EBISPOT / hancestro

https://ebispot.github.io/hancestro/
Creative Commons Attribution 4.0 International
6 stars 2 forks source link

NTRs for Esan, Luhya, Maasai, Mende ethnic groups #14

Closed bonitalam closed 3 years ago

bonitalam commented 3 years ago

Hello, we would like to request new terms for 4 of the ethnic groups currently not in HANCESTRO. These are ethnic groups that were sampled in the 1000 Genomes Project.

They would all be a subclass of Sub-Saharan African (http://purl.obolibrary.org/obo/HANCESTRO_0011).

daniwelter commented 3 years ago

@bonitalam We'd be happy to add these ancestral groups. Could you please provide definitions?

bonitalam commented 3 years ago

Great, thank you @daniwelter!

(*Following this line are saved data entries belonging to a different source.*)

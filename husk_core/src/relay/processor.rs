/*! The pure per-message decision a relay makes.

Kept free of sockets so the protocol logic is testable on its own; all
network side effects live in the relay server.
*/

use husk_crypto::LayerKey;
use husk_packet::hop_address::HopAddress;
use husk_packet::onion::{GetPayloadError, OnionMessage};

/// Instruction to pass an opaque payload on to the successor relay.
#[derive(Clone, Debug, Eq, PartialEq)]
pub struct ForwardInstruction {
    /// Address of the successor relay.
    pub to: HopAddress,
    /// Payload to write there, byte-for-byte as recovered from the layer.
    /// It is never inspected or re-encrypted.
    pub payload: String,
}

/// Plaintext recovered at the exit hop. The end of the circuit.
#[derive(Clone, Debug, Eq, PartialEq)]
pub struct FinalDelivery {
    /// The original message as the sender wrote it.
    pub plaintext: String,
}

/// Result of unwrapping one onion layer.
#[derive(Clone, Debug, Eq, PartialEq)]
pub enum ProcessedMessage {
    /// The layer named a successor; the payload travels on.
    Forward(ForwardInstruction),
    /// This relay is the exit; the payload is the plaintext.
    Deliver(FinalDelivery),
}

/** Unwrap exactly one onion layer with this relay's key.

Stateless: every invocation depends only on the inbound message and the
key, and no state is kept between messages. Decryption failures propagate
unchanged; plaintext that does not parse into a layer record is a
malformed layer.
*/
pub fn process_message(
    inbound: &OnionMessage,
    key: &LayerKey,
) -> Result<ProcessedMessage, GetPayloadError> {
    let layer = inbound.get_payload(key)?;

    let processed = match layer.next_hop {
        Some(to) => ProcessedMessage::Forward(ForwardInstruction {
            to,
            payload: layer.payload,
        }),
        None => ProcessedMessage::Deliver(FinalDelivery {
            plaintext: layer.payload,
        }),
    };

    Ok(processed)
}

#[cfg(test)]
mod tests {
    use rand::{thread_rng, Rng};

    use husk_packet::onion::Layer;

    use crate::circuit::Circuit;
    use crate::directory::RelayDescriptor;

    use super::*;

    fn next_hop() -> HopAddress {
        HopAddress {
            host: "127.0.0.1".to_owned(),
            port: 9002,
        }
    }

    #[test]
    fn process_intermediate_layer() {
        let mut rng = thread_rng();
        let key = LayerKey::from([42; 32]);
        let message = OnionMessage::new(&mut rng, &key, &Layer {
            next_hop: Some(next_hop()),
            payload: "inner onion message".to_owned(),
        });

        let processed = process_message(&message, &key).unwrap();

        assert_eq!(processed, ProcessedMessage::Forward(ForwardInstruction {
            to: next_hop(),
            payload: "inner onion message".to_owned(),
        }));
    }

    #[test]
    fn process_exit_layer() {
        let mut rng = thread_rng();
        let key = LayerKey::from([42; 32]);
        let message = OnionMessage::new(&mut rng, &key, &Layer {
            next_hop: None,
            payload: "Hello from the client!".to_owned(),
        });

        let processed = process_message(&message, &key).unwrap();

        assert_eq!(processed, ProcessedMessage::Deliver(FinalDelivery {
            plaintext: "Hello from the client!".to_owned(),
        }));
    }

    #[test]
    fn process_garbage() {
        let key = LayerKey::from([42; 32]);
        let message = OnionMessage {
            iv: [42; 16],
            ciphertext: vec![42; 64],
        };
        assert!(process_message(&message, &key).is_err());
    }

    #[test]
    fn process_wrong_key_many_trials() {
        // Hop isolation: a relay holding the wrong key must never recover
        // a layer intended for another relay.
        let mut rng = thread_rng();
        for _ in 0..100 {
            let key = LayerKey::from(rng.gen::<[u8; 32]>());
            let wrong_key = LayerKey::from(rng.gen::<[u8; 32]>());
            let message = OnionMessage::new(&mut rng, &key, &Layer {
                next_hop: Some(next_hop()),
                payload: "inner onion message".to_owned(),
            });
            assert!(process_message(&message, &wrong_key).is_err());
        }
    }

    #[test]
    fn relays_peel_circuit_in_scenario_order() {
        // Three relays A, B, C: A and B forward, C delivers.
        let mut rng = thread_rng();
        let relays: Vec<RelayDescriptor> = (1u8..=3)
            .map(|i| RelayDescriptor {
                id: format!("relay{}", i),
                host: "127.0.0.1".to_owned(),
                port: 9000 + i as u16,
                key: LayerKey::from([i; 32]),
            })
            .collect();
        let circuit = Circuit::new(relays.clone()).unwrap();

        let onion = circuit.build_onion(&mut rng, "Hello from the client!");

        let forward_1 = match process_message(&onion, &relays[0].key).unwrap() {
            ProcessedMessage::Forward(forward) => forward,
            other => panic!("relay1 should forward, got {:?}", other),
        };
        assert_eq!(forward_1.to, relays[1].hop_address());

        let forward_2 = match process_message(&forward_1.payload.parse().unwrap(), &relays[1].key).unwrap() {
            ProcessedMessage::Forward(forward) => forward,
            other => panic!("relay2 should forward, got {:?}", other),
        };
        assert_eq!(forward_2.to, relays[2].hop_address());

        let delivery = match process_message(&forward_2.payload.parse().unwrap(), &relays[2].key).unwrap() {
            ProcessedMessage::Deliver(delivery) => delivery,
            other => panic!("relay3 should deliver, got {:?}", other),
        };
        assert_eq!(delivery.plaintext, "Hello from the client!");
    }
}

Here are some definitions

Esan: The Esan people are one of the major ethnic groups in Edo State, Nigeria who speak the Esan language. (PMID:10146569)

Luhya: The Luhya are the second-largest ethnic group in Kenya and are comprised of subgroups that speak a common Bantu language. (PMID: 27813082)

Maasai: The Maasai are an indigenous African ethnic group of semi-nomadic people located in northern Tanzania and Kenya. (PMID:29868928)

Mende: The Mende people are one of the largest ethnic groups in Sierra Leone who speak a language of the Mande branch of the Niger-Congo family. (PMID:15761855)

daniwelter commented 3 years ago

@bonitalam Based on the definitions you provide, these sound like cultural ethnic groups rather than genetic populations. Would you be able to include a reference to the genetic population groups as well, please?

bonitalam commented 3 years ago

Sure, let me know if these would suffice:

daniwelter commented 3 years ago

@bonitalam The terms you requested have been created and are included in today's release of HANCESTRO (v2.4). They should propagate to all the usual channels in the coming days. Apologies for the delay in getting this completed.

Could you please let me know which project you intend to use these terms for? I'd like to update the documentation with usage examples.

bonitalam commented 3 years ago

No problem, thank you for creating these terms @daniwelter!

We are planning on switching to HANCESTRO to annotate the donors we have for the ENCODE project.

I also have another question, and I wasn't sure it was worth opening another issue for so I'll just ask it here. We were wondering how HANCESTRO would advise on annotating multi-ethnic donors? Currently, we just annotate using one term/identifier, and I think it makes sense to change to an array where multiple terms could be used. I assume it would be be difficult to manage making new terms for every potential ethnic combination as needed.

daniwelter commented 3 years ago

@bonitalam That's a really good question. Multi-faceted annotations are always tricky. If your primary goal is to capture the reported information as closely as possible, I would go down the array/multi-term annotation route. It is however worth remembering that individuals from a complex multi-ethnic background technically no longer fit the definition of each of their individual ancestral groups but rather represent a novel admixture of the component groups. Some admixed ancestral groups, such as Hispanic-Latin American are well-described but I don't think it would be possible or practical to explicitly describe every possible combination of admixture. As an alternative solution, we created the term admixed ancestry (HANCESTRO:0306) for exactly this purpose. You could include this in lists of terms for multi-ethnic individuals to really highlight that reason behind the multi-term annotation. Would this suit your use case?

bonitalam commented 3 years ago

Thank you for the input @daniwelter and pointing to that "admixed ancestry" term! I definitely think your suggested approach of using a multi-term annotation route and designating "admixed ancestry" would work for our use case and makes the most sense. I greatly appreciate all your help.